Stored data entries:
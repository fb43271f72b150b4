//! Failure diagnosis module
//!
//! Maps a spectrum's dominant peak to a mechanical failure category using
//! an amplitude floor and an ordered table of frequency bands.
//!
//! ## Default bands
//!
//! | Peak frequency | Category        |
//! |----------------|-----------------|
//! | (0, 5] Hz      | NORMAL          |
//! | (5, 10] Hz     | PROP_IMBALANCE  |
//! | (10, 20] Hz    | SHAFT_ISSUE     |
//! | > 20 Hz        | BEARING_FAILURE |
//!
//! Any peak below the amplitude floor (0.2 g) is NORMAL regardless of
//! frequency.

mod classifier;

pub use classifier::{FailureClassifier, ReferenceRow};

use serde::{Deserialize, Serialize};

use crate::types::FailureCategory;

/// Half-open frequency range `(lower_hz, upper_hz]` mapped to a category.
///
/// `upper_hz = None` makes the band unbounded above.
#[derive(Debug, Clone, PartialEq, Serialize, Deserialize)]
pub struct FrequencyBand {
    pub lower_hz: f64,
    #[serde(default, skip_serializing_if = "Option::is_none")]
    pub upper_hz: Option<f64>,
    pub category: FailureCategory,
}

impl FrequencyBand {
    pub fn new(lower_hz: f64, upper_hz: Option<f64>, category: FailureCategory) -> Self {
        Self {
            lower_hz,
            upper_hz,
            category,
        }
    }

    /// Whether `frequency` lies in `(lower_hz, upper_hz]`.
    pub fn contains(&self, frequency: f64) -> bool {
        frequency > self.lower_hz && self.upper_hz.map_or(true, |upper| frequency <= upper)
    }

    /// Human-readable range, e.g. `5-10 Hz` or `> 20 Hz`.
    pub fn range_label(&self) -> String {
        match self.upper_hz {
            Some(upper) => format!("{}-{} Hz", self.lower_hz, upper),
            None => format!("> {} Hz", self.lower_hz),
        }
    }
}
//! Flight log acquisition module
//!
//! Turns uploaded accelerometer logs (comma-separated numeric rows) into a
//! uniform [`Waveform`](crate::types::Waveform), whatever column layout the
//! logger firmware wrote.

mod csv_rows;
mod waveform_loader;

pub use csv_rows::{parse_rows, CsvRow, ParsedRows};
pub use waveform_loader::WaveformLoader;

use std::path::PathBuf;
use thiserror::Error;

// ============================================================================
// Error Types
// ============================================================================

/// Errors while turning raw rows into a waveform.
///
/// Everything except `Io` means the input itself is unusable; retrying the
/// same file cannot succeed.
#[derive(Error, Debug)]
pub enum LoadError {
    #[error("Failed to read {}: {source}", .path.display())]
    Io {
        path: PathBuf,
        #[source]
        source: std::io::Error,
    },

    #[error("Malformed input at line {line}: {reason}")]
    MalformedInput { line: usize, reason: String },

    #[error("Unsupported column layout at line {line}: {columns} columns (expected 2, 3 or 4)")]
    UnsupportedLayout { line: usize, columns: usize },

    #[error("Too few samples: need {needed}, have {available}")]
    TooFewSamples { needed: usize, available: usize },
}

impl LoadError {
    pub(crate) fn malformed(line: usize, reason: impl Into<String>) -> Self {
        Self::MalformedInput {
            line,
            reason: reason.into(),
        }
    }

    /// True for every failure caused by the content of the input.
    pub fn is_malformed_input(&self) -> bool {
        !matches!(self, Self::Io { .. })
    }
}
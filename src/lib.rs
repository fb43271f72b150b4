//! drone-vibe: Drone Vibration Diagnostics
//!
//! Turns an accelerometer flight log into a mechanical failure diagnosis.
//!
//! ## Architecture
//!
//! - **Acquisition**: CSV flight logs in any supported column layout → `Waveform`
//! - **Processing**: one-sided magnitude spectrum and dominant peak
//! - **Diagnosis**: amplitude floor + frequency bands → `FailureCategory`
//! - **Pipeline**: runs the stages in order and holds the current report

pub mod acquisition;
pub mod config;
pub mod diagnosis;
pub mod pipeline;
pub mod processing;
pub mod types;

// Re-export configuration
pub use config::AnalysisConfig;

// Re-export commonly used types
pub use types::{ColumnLayout, Diagnosis, FailureCategory, Peak, Sample, Spectrum, Waveform};

// Re-export stage entry points
pub use acquisition::{LoadError, WaveformLoader};
pub use diagnosis::{FailureClassifier, FrequencyBand};
pub use pipeline::{AnalysisReport, AnalysisSession, PipelineError, VibrationPipeline};
pub use processing::{extract_peak, ProcessingError, SpectralAnalyzer};
//! Synthetic flight-log generator
//!
//! Writes a CSV accelerometer log with one vibration tone on top of a
//! gravity bias and Gaussian sensor noise, in any layout the analyzer reads.
//!
//! # Usage
//!
//! ```bash
//! # Unbalanced propeller: 8 Hz, 0.5 g, 100 Hz sampling
//! synth-flight --freq 8 --amplitude 0.5 -o prop.csv
//!
//! # Bearing wear with noise, four-column layout, reproducible
//! synth-flight --freq 32 --amplitude 0.4 --noise 0.05 --layout four --seed 7
//!
//! # Pipe straight into the analyzer
//! synth-flight --freq 15 -o shaft.csv && drone-vibe shaft.csv
//! ```

use anyhow::{Context, Result};
use clap::{Parser, ValueEnum};
use rand::prelude::*;
use rand_distr::{Distribution, Normal};
use std::f64::consts::PI;
use std::io::{BufWriter, Write};
use std::path::PathBuf;
use tracing::info;

use drone_vibe::config::defaults;

// ============================================================================
// CLI Arguments
// ============================================================================

#[derive(Parser, Debug)]
#[command(name = "synth-flight")]
#[command(about = "Generate a synthetic drone accelerometer flight log")]
struct Args {
    /// Vibration tone frequency (Hz)
    #[arg(long, default_value = "8.0")]
    freq: f64,

    /// Vibration tone amplitude (g)
    #[arg(long, default_value = "0.5")]
    amplitude: f64,

    /// Constant acceleration added to every sample (g), e.g. 1.0 for gravity
    #[arg(long, default_value = "0.0")]
    bias: f64,

    /// Standard deviation of Gaussian sensor noise (g)
    #[arg(long, default_value = "0.0")]
    noise: f64,

    /// Number of samples
    #[arg(short = 'n', long, default_value = "1024")]
    samples: usize,

    /// Sample rate (Hz)
    #[arg(long, default_value = "100.0")]
    rate: f64,

    /// Column layout to write
    #[arg(long, value_enum, default_value = "three")]
    layout: Layout,

    /// Write a header row
    #[arg(long)]
    header: bool,

    /// Random seed for reproducibility
    #[arg(long)]
    seed: Option<u64>,

    /// Output file (stdout when omitted)
    #[arg(short, long)]
    output: Option<PathBuf>,
}

#[derive(ValueEnum, Clone, Copy, Debug)]
enum Layout {
    Two,
    Three,
    Four,
}

impl Layout {
    fn header(self) -> &'static str {
        match self {
            Self::Two => "raw,g_force",
            Self::Three => "time,raw,g_force",
            Self::Four => "index,time,raw,g_force",
        }
    }
}

// ============================================================================
// Generation
// ============================================================================

/// Raw ADC count for an acceleration, using the default calibration.
fn to_raw(g: f64) -> f64 {
    (defaults::DEFAULT_ZERO_OFFSET + g * defaults::DEFAULT_SENSITIVITY).round()
}

fn write_log(args: &Args, out: &mut impl Write) -> Result<()> {
    let mut rng = match args.seed {
        Some(s) => StdRng::seed_from_u64(s),
        None => StdRng::from_entropy(),
    };
    let noise = Normal::new(0.0, args.noise)
        .map_err(|e| anyhow::anyhow!("Invalid noise level {}: {e}", args.noise))?;

    let interval = 1.0 / args.rate;

    if args.header {
        writeln!(out, "{}", args.layout.header())?;
    }

    for i in 0..args.samples {
        let t = i as f64 * interval;
        let g = args.bias
            + args.amplitude * (2.0 * PI * args.freq * t).sin()
            + noise.sample(&mut rng);
        let raw = to_raw(g);

        match args.layout {
            Layout::Two => writeln!(out, "{raw},{g:.5}")?,
            Layout::Three => writeln!(out, "{t:.5},{raw},{g:.5}")?,
            Layout::Four => writeln!(out, "{i},{t:.5},{raw},{g:.5}")?,
        }
    }

    out.flush()?;
    Ok(())
}

fn main() -> Result<()> {
    tracing_subscriber::fmt()
        .with_env_filter(
            tracing_subscriber::EnvFilter::try_from_default_env()
                .unwrap_or_else(|_| tracing_subscriber::EnvFilter::new("info")),
        )
        .with_target(false)
        .with_writer(std::io::stderr)
        .init();

    let args = Args::parse();

    if !(args.rate.is_finite() && args.rate > 0.0) {
        anyhow::bail!("Sample rate must be > 0 (got {})", args.rate);
    }
    if args.freq >= args.rate / 2.0 {
        tracing::warn!(
            freq_hz = args.freq,
            nyquist_hz = args.rate / 2.0,
            "Tone is at or above Nyquist and will alias"
        );
    }

    match &args.output {
        Some(path) => {
            let file = std::fs::File::create(path)
                .with_context(|| format!("Failed to create {}", path.display()))?;
            write_log(&args, &mut BufWriter::new(file))?;
            info!(
                file = %path.display(),
                samples = args.samples,
                freq_hz = args.freq,
                amplitude_g = args.amplitude,
                "Flight log written"
            );
        }
        None => {
            let stdout = std::io::stdout();
            write_log(&args, &mut BufWriter::new(stdout.lock()))?;
        }
    }

    Ok(())
}
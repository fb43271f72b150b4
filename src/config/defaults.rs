//! System-wide default constants.
//!
//! Every value here can be overridden from `drone_vibe.toml`; these are the
//! built-in fallbacks. Grouped by subsystem for easy discovery.

// ============================================================================
// Loader
// ============================================================================

/// Sample interval assumed for logs without timestamps (seconds).
///
/// The flight logger samples every 10 ms.
pub const DEFAULT_SAMPLE_INTERVAL_S: f64 = 0.01;

/// Maximum samples kept from one flight log; extra rows are dropped.
pub const MAX_SAMPLES: usize = 1024;

/// Fewest samples that still produce a meaningful spectrum.
pub const MIN_SAMPLES: usize = 2;

/// Raw ADC count that corresponds to 0 g.
pub const DEFAULT_ZERO_OFFSET: f64 = 349.0;

/// ADC counts per g (330 mV/g on a 10-bit, 5 V reference).
pub const DEFAULT_SENSITIVITY: f64 = 67.5;

// ============================================================================
// Classifier
// ============================================================================

/// Peaks below this magnitude are treated as noise regardless of frequency (g).
pub const DEFAULT_AMPLITUDE_FLOOR_G: f64 = 0.2;

/// Upper edge of the normal-operation band (Hz).
pub const NORMAL_BAND_UPPER_HZ: f64 = 5.0;

/// Upper edge of the propeller-imbalance band (Hz).
pub const PROP_IMBALANCE_BAND_UPPER_HZ: f64 = 10.0;

/// Upper edge of the shaft-issue band (Hz). Everything above is bearing.
pub const SHAFT_ISSUE_BAND_UPPER_HZ: f64 = 20.0;

// ============================================================================
// Config search
// ============================================================================

/// Environment variable naming a config file.
pub const CONFIG_ENV_VAR: &str = "DRONE_VIBE_CONFIG";

/// Config file looked up in the working directory.
pub const LOCAL_CONFIG_FILE: &str = "drone_vibe.toml";
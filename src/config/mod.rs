//! Analysis Configuration Module
//!
//! Loader, spectrum and classifier tunables loaded from TOML, replacing the
//! hardcoded interval, calibration and band constants with values an
//! operator can adjust per airframe.
//!
//! ## Loading Order
//!
//! 1. `DRONE_VIBE_CONFIG` environment variable (path to TOML file)
//! 2. `drone_vibe.toml` in the current working directory
//! 3. Built-in defaults (the reference policy)
//!
//! ## Usage
//!
//! The config is an ordinary value passed into the pipeline; there is no
//! process-wide instance.
//!
//! ```ignore
//! let config = AnalysisConfig::load();
//! let pipeline = VibrationPipeline::new(config);
//! ```

mod analysis_config;
pub mod defaults;
pub mod validation;

pub use analysis_config::*;
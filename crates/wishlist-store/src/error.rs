//! Store error types for wishlist-store.
//!
//! [`StoreError`] covers every outcome of a store operation that is not a
//! committed mutation. All of them leave the collection unchanged.

use thiserror::Error;

use wishlist_core::WishId;

/// Failure reported by a [`FetchSource`](crate::FetchSource).
#[derive(Debug, Clone, Error)]
#[error("{message}")]
pub struct FetchError {
    pub message: String,
}

impl FetchError {
    pub fn new(message: impl Into<String>) -> Self {
        FetchError {
            message: message.into(),
        }
    }
}

/// Errors produced by store operations.
#[derive(Debug, Clone, Error)]
pub enum StoreError {
    /// The fetch source failed; the previous collection is retained.
    #[error("fetch failed: {0}")]
    FetchFailed(#[from] FetchError),

    /// No wish with the given id is in the collection.
    #[error("wish not found: {0}")]
    NotFound(WishId),

    /// A wish with the given id is already in the collection.
    #[error("duplicate wish id: {0}")]
    DuplicateId(WishId),

    /// The task running a delayed mutation panicked or was shut down.
    #[error("mutation task interrupted: {0}")]
    Interrupted(String),
}

#[cfg(test)]
mod tests {
    use super::*;

    #[test]
    fn fetch_error_converts_and_displays() {
        let err = StoreError::from(FetchError::new("offline"));
        assert_eq!(err.to_string(), "fetch failed: offline");
    }

    #[test]
    fn not_found_names_the_id() {
        let id = WishId::new();
        let err = StoreError::NotFound(id);
        assert_eq!(err.to_string(), format!("wish not found: {id}"));
    }

    const _: () = {
        #[allow(dead_code)]
        fn assert_send_sync<T: Send + Sync>() {}

        #[allow(dead_code)]
        fn check() {
            assert_send_sync::<StoreError>();
        }
    };
}
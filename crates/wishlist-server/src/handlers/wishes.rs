//! Wish list handlers (list, reload, select, remove).

use axum::extract::{Path, State};
use axum::Json;

use wishlist_core::WishId;

use crate::error::ApiError;
use crate::schema::view::ViewModel;
use crate::schema::wishes::WishListResponse;
use crate::state::AppState;

/// Lists the store's collection.
///
/// `GET /wishes`
pub async fn list_wishes(State(state): State<AppState>) -> Json<WishListResponse> {
    let wishes = state.store.snapshot();
    Json(WishListResponse {
        count: wishes.len(),
        wishes,
    })
}

/// Re-runs the fetch, replacing the collection.
///
/// `POST /wishes/reload`
pub async fn reload_wishes(State(state): State<AppState>) -> Result<Json<ViewModel>, ApiError> {
    state.view.load().await?;
    Ok(Json(state.view.render()))
}

/// Starts editing a wish.
///
/// `POST /wishes/{id}/select`
pub async fn select_wish(
    State(state): State<AppState>,
    Path(id): Path<String>,
) -> Result<Json<ViewModel>, ApiError> {
    let id: WishId = id.parse()?;
    state.view.select(id)?;
    Ok(Json(state.view.render()))
}

/// Removes a wish after the simulated delay.
///
/// `DELETE /wishes/{id}`
pub async fn remove_wish(
    State(state): State<AppState>,
    Path(id): Path<String>,
) -> Result<Json<ViewModel>, ApiError> {
    let id: WishId = id.parse()?;
    state.view.remove(id).await?;
    Ok(Json(state.view.render()))
}
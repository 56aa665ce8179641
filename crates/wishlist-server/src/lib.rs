//! Wishlist screen logic and its HTTP/JSON surface.
//!
//! The headless parts are [`form::FormController`] and [`view::WishlistView`];
//! any surface drives the view's intents and draws its
//! [`schema::view::ViewModel`]. This crate also contains the axum router,
//! handlers, error mapping and environment configuration for serving the
//! view over HTTP.

pub mod config;
pub mod error;
pub mod form;
pub mod handlers;
pub mod router;
pub mod schema;
pub mod state;
pub mod view;
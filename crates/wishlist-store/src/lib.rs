//! Reactive in-memory store for wishes.
//!
//! # Modules
//!
//! - [`delay`]: the simulated network latency primitive
//! - [`source`]: the [`FetchSource`] trait and the stub backend
//! - [`store`]: [`WishStore`] and its delayed mutations
//! - [`subscription`]: change listeners and the [`Subscription`] guard
//! - [`error`]: [`StoreError`] and [`FetchError`]

pub mod delay;
pub mod error;
pub mod source;
pub mod store;
pub mod subscription;

pub use delay::{NetworkDelay, FETCH_LATENCY, MUTATION_LATENCY};
pub use error::{FetchError, StoreError};
pub use source::{FetchSource, StubFetchSource};
pub use store::WishStore;
pub use subscription::Subscription;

Requirement:
Copy task for the entries above: every line with the string "using".

Written answer:
//! Maps a spectrum's dominant peak to a mechanical failure category using
/// Raw ADC count for an acceleration, using the default calibration.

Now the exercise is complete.